***** Records provided

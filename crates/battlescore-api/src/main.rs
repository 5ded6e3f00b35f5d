//! Battlescore API server entry point.

use std::error::Error;
use std::net::SocketAddr;
use std::path::Path;
use std::sync::{Arc, Mutex};
use std::time::Duration;

use battlescore_core::clock::{Clock, SystemClock};
use battlescore_core::provider::{AudioProvider, TtsProvider};
use battlescore_core::rng::{DeterministicRng, ThreadRngAdapter};
use battlescore_director::director::BattleDirector;
use battlescore_voice::registry::VoiceRegistry;
use tracing_subscriber::EnvFilter;

use battlescore_api::{jobs, routes, sim, state};

#[tokio::main]
async fn main() -> Result<(), Box<dyn Error>> {
    // Initialize tracing subscriber.
    tracing_subscriber::fmt()
        .with_env_filter(
            EnvFilter::try_from_default_env().unwrap_or_else(|_| EnvFilter::new("info")),
        )
        .json()
        .init();

    tracing::info!("Starting Battlescore audio director");

    // Read configuration from environment.
    let host = std::env::var("HOST").unwrap_or_else(|_| "0.0.0.0".to_string());
    let port: u16 = std::env::var("PORT")
        .unwrap_or_else(|_| "3000".to_string())
        .parse()
        .map_err(|e| format!("PORT must be a valid u16: {e}"))?;
    let max_boss_phases: u8 = std::env::var("MAX_BOSS_PHASES")
        .unwrap_or_else(|_| "4".to_string())
        .parse()
        .map_err(|e| format!("MAX_BOSS_PHASES must be a valid u8: {e}"))?;
    let refresh_minutes: u64 = std::env::var("CREDENTIAL_REFRESH_MINUTES")
        .unwrap_or_else(|_| "50".to_string())
        .parse()
        .map_err(|e| format!("CREDENTIAL_REFRESH_MINUTES must be a valid u64: {e}"))?;

    let voices = match std::env::var("VOICE_REGISTRY") {
        Ok(path) => VoiceRegistry::with_overrides(Path::new(&path))
            .map_err(|e| format!("failed to load voice registry: {e}"))?,
        Err(_) => VoiceRegistry::builtin(),
    };

    // The real catalog/TTS clients plug in behind these traits; the
    // simulated providers keep the server runnable with no credentials.
    let audio: Arc<dyn AudioProvider> = Arc::new(sim::SimulatedAudioProvider::new());
    let tts: Arc<dyn TtsProvider> = Arc::new(sim::SimulatedTtsProvider::new());

    let clock: Arc<dyn Clock> = Arc::new(SystemClock);
    let rng: Arc<Mutex<dyn DeterministicRng + Send>> = Arc::new(Mutex::new(ThreadRngAdapter));
    let director = Arc::new(BattleDirector::new(
        Arc::clone(&audio),
        clock,
        rng,
        max_boss_phases,
    ));

    jobs::spawn_credential_refresh(
        Arc::clone(&audio),
        Duration::from_secs(refresh_minutes * 60),
    );

    // Build router.
    let app_state = state::AppState::new(director, Arc::new(voices), tts);
    let app = routes::app(app_state);

    // Start server.
    let addr: SocketAddr = format!("{host}:{port}")
        .parse()
        .map_err(|e| format!("invalid HOST:PORT combination: {e}"))?;
    tracing::info!("Listening on {}", addr);

    let listener = tokio::net::TcpListener::bind(addr).await?;

    axum::serve(listener, app).await?;

    Ok(())
}
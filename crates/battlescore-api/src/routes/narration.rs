//! Narration director route — free text in, battle direction out.

use axum::extract::State;
use axum::{Json, Router, routing::post};
use battlescore_director::director::NarrationOutcome;
use serde::Deserialize;
use tracing::{info, instrument};
use uuid::Uuid;

use crate::error::ApiError;
use crate::state::AppState;

/// Request body for POST /direct.
#[derive(Debug, Deserialize)]
pub struct DirectRequest {
    /// One line of free-text narration.
    pub narration: String,
}

/// POST /direct
#[instrument(skip(state, request))]
async fn direct(
    State(state): State<AppState>,
    Json(request): Json<DirectRequest>,
) -> Result<Json<NarrationOutcome>, ApiError> {
    let correlation_id = Uuid::new_v4();
    info!(%correlation_id, "handling narration");

    let outcome = state.director.direct_narration(&request.narration).await?;
    Ok(Json(outcome))
}

/// Returns the router for the narration director.
pub fn router() -> Router<AppState> {
    Router::new().route("/direct", post(direct))
}
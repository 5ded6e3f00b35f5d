//! Test clock — deterministic `Clock` implementation for tests.

use battlescore_core::clock::Clock;
use chrono::{DateTime, Utc};

/// A clock frozen at a fixed point in time.
#[derive(Debug, Clone, Copy)]
pub struct FixedClock(pub DateTime<Utc>);

impl Clock for FixedClock {
    fn now(&self) -> DateTime<Utc> {
        self.0
    }
}
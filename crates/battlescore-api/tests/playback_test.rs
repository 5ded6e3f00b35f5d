//! Integration tests for the manual playback route.

mod common;

use axum::http::StatusCode;
use battlescore_test_support::AudioCall;

#[tokio::test]
async fn test_play_with_explicit_uri_skips_selection() {
    let (app, audio, _tts) = common::build_test_app();

    let (status, json) = common::post_json(
        app,
        "/api/v1/playback/play",
        &serde_json::json!({
            "context": "minor",
            "track_uri": "provider:track:42",
            "transition": "cut",
            "intensity": "low",
        }),
    )
    .await;

    assert_eq!(status, StatusCode::OK);
    assert_eq!(json["track_uri"], "provider:track:42");
    assert_eq!(audio.played(), vec!["provider:track:42".to_owned()]);
    assert!(
        audio
            .calls()
            .iter()
            .all(|c| !matches!(c, AudioCall::Search { .. }))
    );
}

#[tokio::test(start_paused = true)]
async fn test_play_without_uri_selects_for_context() {
    let (app, audio, _tts) = common::build_test_app();

    let (status, json) = common::post_json(
        app,
        "/api/v1/playback/play",
        &serde_json::json!({
            "context": "elite",
            "transition": "fade_in",
            "intensity": "high",
        }),
    )
    .await;

    assert_eq!(status, StatusCode::OK);
    assert_eq!(json["track_uri"], "provider:track:0");
    // FadeIn ducks low, then restores to the High sustain.
    assert_eq!(audio.volume_steps(), vec![20, 80]);
}

#[tokio::test]
async fn test_play_with_unknown_transition_returns_422() {
    let (app, _audio, _tts) = common::build_test_app();

    let (status, _json) = common::post_json(
        app,
        "/api/v1/playback/play",
        &serde_json::json!({
            "context": "minor",
            "transition": "wobble",
            "intensity": "low",
        }),
    )
    .await;

    // Axum returns 422 for deserialization failures.
    assert_eq!(status, StatusCode::UNPROCESSABLE_ENTITY);
}
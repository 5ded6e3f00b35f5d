//! Volume curves — simulated crossfades as discrete volume-step commands.
//!
//! No real audio mixing happens here: each transition is an ordered
//! sequence of `set_volume` steps around a hard `play`, the way a DJ
//! ducks the level before a track switch and restores it after.

use std::sync::{Arc, Mutex, PoisonError};
use std::time::Duration;

use battlescore_core::error::{DirectorError, ProviderError};
use battlescore_core::provider::AudioProvider;
use serde::{Deserialize, Serialize};
use tokio::task::JoinHandle;
use tracing::{debug, warn};

/// How a track switch is performed.
#[derive(Debug, Clone, Copy, PartialEq, Eq, Serialize, Deserialize)]
#[serde(rename_all = "snake_case")]
pub enum TransitionKind {
    /// Immediate switch, no volume steps.
    Cut,
    /// Duck low, switch, restore after a beat.
    FadeIn,
    /// Duck to mid-low and switch.
    FadeOut,
    /// Duck to mid, switch, restore to sustain shortly after.
    Crossfade,
    /// Three ascending steps over growing delays, then switch.
    BuildUp,
}

/// Target sustain loudness, independent of the transition style.
#[derive(Debug, Clone, Copy, PartialEq, Eq, Serialize, Deserialize)]
#[serde(rename_all = "snake_case")]
pub enum Intensity {
    Low,
    Medium,
    High,
    Extreme,
    /// Starts below Medium and climbs on a timer until a ceiling.
    Escalating,
}

const SUSTAIN_LOW: u8 = 40;
const SUSTAIN_MEDIUM: u8 = 60;
const SUSTAIN_HIGH: u8 = 80;
const SUSTAIN_EXTREME: u8 = 100;

const ESCALATION_START: u8 = 50;
const ESCALATION_STEP: u8 = 5;
const ESCALATION_CEILING: u8 = 95;
const ESCALATION_PERIOD: Duration = Duration::from_millis(2000);

const DUCK_FADE_IN: u8 = 20;
const DUCK_FADE_OUT: u8 = 30;
const DUCK_CROSSFADE: u8 = 45;
const FADE_IN_RESTORE_DELAY: Duration = Duration::from_millis(800);
const CROSSFADE_RESTORE_DELAY: Duration = Duration::from_millis(400);
const BUILD_UP_STEPS: [(Duration, u8); 3] = [
    (Duration::ZERO, 30),
    (Duration::from_millis(600), 50),
    (Duration::from_millis(900), 70),
];

/// Bounded wait imposed on playback starts.
const PLAY_TIMEOUT: Duration = Duration::from_secs(10);

impl Intensity {
    /// The sustain volume this intensity settles at (the starting level,
    /// for `Escalating`).
    #[must_use]
    pub fn sustain(self) -> u8 {
        match self {
            Self::Low => SUSTAIN_LOW,
            Self::Medium => SUSTAIN_MEDIUM,
            Self::High => SUSTAIN_HIGH,
            Self::Extreme => SUSTAIN_EXTREME,
            Self::Escalating => ESCALATION_START,
        }
    }
}

/// Intensity used when a boss fight advances without an explicit
/// override: High on the penultimate phase, Extreme on the last, Medium
/// before that.
#[must_use]
pub fn auto_intensity(phase: u8, max_phases: u8) -> Intensity {
    if phase == max_phases {
        Intensity::Extreme
    } else if phase.saturating_add(1) == max_phases {
        Intensity::High
    } else {
        Intensity::Medium
    }
}

/// Executes transitions against the audio provider and owns the single
/// escalation ramp task.
pub struct VolumeCurveEngine {
    provider: Arc<dyn AudioProvider>,
    /// Running escalation ramp, if any. Aborted before every new
    /// transition so a stale ramp can never write over the new track's
    /// level.
    ramp: Mutex<Option<JoinHandle<()>>>,
}

impl VolumeCurveEngine {
    /// Create an engine over `provider` with no ramp running.
    #[must_use]
    pub fn new(provider: Arc<dyn AudioProvider>) -> Self {
        Self {
            provider,
            ramp: Mutex::new(None),
        }
    }

    /// Execute `kind` into `uri` at `intensity`: cancel any running ramp,
    /// walk the curve's volume steps around the playback start, and spawn
    /// a fresh ramp when the intensity escalates.
    ///
    /// # Errors
    ///
    /// Playback failures surface as `Provider` after the single
    /// refresh-and-retry cycle; volume-step failures other than the
    /// no-device condition surface as well.
    pub async fn transition(
        &self,
        uri: &str,
        kind: TransitionKind,
        intensity: Intensity,
    ) -> Result<(), DirectorError> {
        self.cancel_ramp();
        debug!(uri, ?kind, ?intensity, "starting transition");

        let sustain = intensity.sustain();
        match kind {
            TransitionKind::Cut => {
                self.play(uri).await?;
            }
            TransitionKind::FadeIn => {
                self.step(DUCK_FADE_IN).await?;
                self.play(uri).await?;
                tokio::time::sleep(FADE_IN_RESTORE_DELAY).await;
                self.step(sustain).await?;
            }
            TransitionKind::FadeOut => {
                self.step(DUCK_FADE_OUT).await?;
                self.play(uri).await?;
            }
            TransitionKind::Crossfade => {
                // The duck never sits above the sustain.
                let duck = DUCK_CROSSFADE.min(sustain);
                self.step(duck).await?;
                self.play(uri).await?;
                if duck < sustain {
                    tokio::time::sleep(CROSSFADE_RESTORE_DELAY).await;
                    self.step(sustain).await?;
                }
            }
            TransitionKind::BuildUp => {
                for (delay, level) in BUILD_UP_STEPS {
                    tokio::time::sleep(delay).await;
                    self.step(level).await?;
                }
                self.play(uri).await?;
                self.step(sustain).await?;
            }
        }

        if intensity == Intensity::Escalating {
            self.start_ramp();
        }
        Ok(())
    }

    /// Issue one volume step. The no-device condition is routine while
    /// the host has no playback target open, so it is logged and
    /// swallowed rather than surfaced.
    async fn step(&self, percent: u8) -> Result<(), DirectorError> {
        match self.provider.set_volume(percent).await {
            Ok(()) => Ok(()),
            Err(ProviderError::DeviceUnavailable) => {
                warn!(percent, "skipping volume step: no active playback device");
                Ok(())
            }
            Err(other) => Err(other.into()),
        }
    }

    /// Start playback, refreshing the credential once on an auth
    /// rejection. A second rejection surfaces.
    async fn play(&self, uri: &str) -> Result<(), DirectorError> {
        match self.bounded_play(uri).await {
            Err(ProviderError::AuthExpired) => {
                debug!(uri, "playback credential expired, refreshing once");
                self.provider.refresh_credential().await?;
                self.bounded_play(uri).await.map_err(DirectorError::from)
            }
            other => other.map_err(DirectorError::from),
        }
    }

    async fn bounded_play(&self, uri: &str) -> Result<(), ProviderError> {
        tokio::time::timeout(PLAY_TIMEOUT, self.provider.play(uri, 0))
            .await
            .map_err(|_| ProviderError::Timeout)?
    }

    fn lock_ramp(&self) -> std::sync::MutexGuard<'_, Option<JoinHandle<()>>> {
        self.ramp.lock().unwrap_or_else(PoisonError::into_inner)
    }

    fn cancel_ramp(&self) {
        if let Some(handle) = self.lock_ramp().take() {
            handle.abort();
            debug!("cancelled running escalation ramp");
        }
    }

    fn start_ramp(&self) {
        let provider = Arc::clone(&self.provider);
        let handle = tokio::spawn(async move {
            let mut level = ESCALATION_START;
            let mut ticker = tokio::time::interval(ESCALATION_PERIOD);
            loop {
                ticker.tick().await;
                if let Err(err) = provider.set_volume(level).await {
                    if err == ProviderError::DeviceUnavailable {
                        warn!(level, "skipping escalation step: no active playback device");
                    } else {
                        warn!(error = %err, "escalation ramp stopped");
                        break;
                    }
                }
                if level >= ESCALATION_CEILING {
                    break;
                }
                level = level.saturating_add(ESCALATION_STEP).min(ESCALATION_CEILING);
            }
        });
        *self.lock_ramp() = Some(handle);
    }
}

impl Drop for VolumeCurveEngine {
    fn drop(&mut self) {
        self.cancel_ramp();
    }
}
//! Static voice registry, with optional YAML overrides.

use std::collections::HashMap;
use std::path::Path;

use serde::Deserialize;
use thiserror::Error;

/// A character's synthesis profile.
#[derive(Debug, Clone, PartialEq, Eq, Deserialize)]
pub struct VoiceProfile {
    /// Provider voice identifier.
    pub voice_id: String,
    /// Base style descriptor merged with the per-request emotion.
    #[serde(default)]
    pub base_style: String,
}

/// Failure to load a registry override file.
#[derive(Debug, Error)]
pub enum RegistryError {
    /// The override file could not be read.
    #[error("cannot read voice registry: {0}")]
    Io(#[from] std::io::Error),
    /// The override file is not valid YAML.
    #[error("cannot parse voice registry: {0}")]
    Parse(#[from] serde_yaml::Error),
}

/// Voice profiles keyed by character name. Lookup is case-insensitive;
/// an unknown character is a hard failure at the call site, never a
/// silent fallback to a default voice.
#[derive(Debug, Clone)]
pub struct VoiceRegistry {
    profiles: HashMap<String, VoiceProfile>,
}

impl VoiceRegistry {
    /// The built-in cast.
    #[must_use]
    pub fn builtin() -> Self {
        let mut profiles = HashMap::new();
        for (name, voice_id, base_style) in [
            ("narrator", "EXAVITQu4vr4xnSDxMaL", "calm, measured"),
            ("kael", "TxGEqnHWrfWFTfGW9XjX", "gravelly, commanding"),
            ("lyra", "MF3mGyEYCl7XYWbV9V6O", "bright, quick"),
            ("thorne", "VR6AewLTigWG4xSOukaG", "low, menacing"),
            ("shopkeeper", "pNInz6obpgDQGcFmaJgB", "warm, chatty"),
        ] {
            profiles.insert(
                name.to_owned(),
                VoiceProfile {
                    voice_id: voice_id.to_owned(),
                    base_style: base_style.to_owned(),
                },
            );
        }
        Self { profiles }
    }

    /// Load YAML overrides on top of the built-in cast.
    ///
    /// # Errors
    ///
    /// Returns `RegistryError` when the file cannot be read or parsed.
    pub fn with_overrides(path: &Path) -> Result<Self, RegistryError> {
        let raw = std::fs::read_to_string(path)?;
        Self::builtin().apply_yaml(&raw)
    }

    /// Merge YAML-formatted `name: {voice_id, base_style}` entries over
    /// this registry.
    ///
    /// # Errors
    ///
    /// Returns `RegistryError::Parse` for malformed YAML.
    pub fn apply_yaml(mut self, raw: &str) -> Result<Self, RegistryError> {
        let overrides: HashMap<String, VoiceProfile> = serde_yaml::from_str(raw)?;
        for (name, profile) in overrides {
            self.profiles.insert(name.to_lowercase(), profile);
        }
        Ok(self)
    }

    /// Look up a character, case-insensitively.
    #[must_use]
    pub fn resolve(&self, character: &str) -> Option<&VoiceProfile> {
        self.profiles.get(&character.to_lowercase())
    }
}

**********

_Assigned task_:
How many of the lines in the records above include the word "info"? State that number alone.

_Solution to the exercise_:
5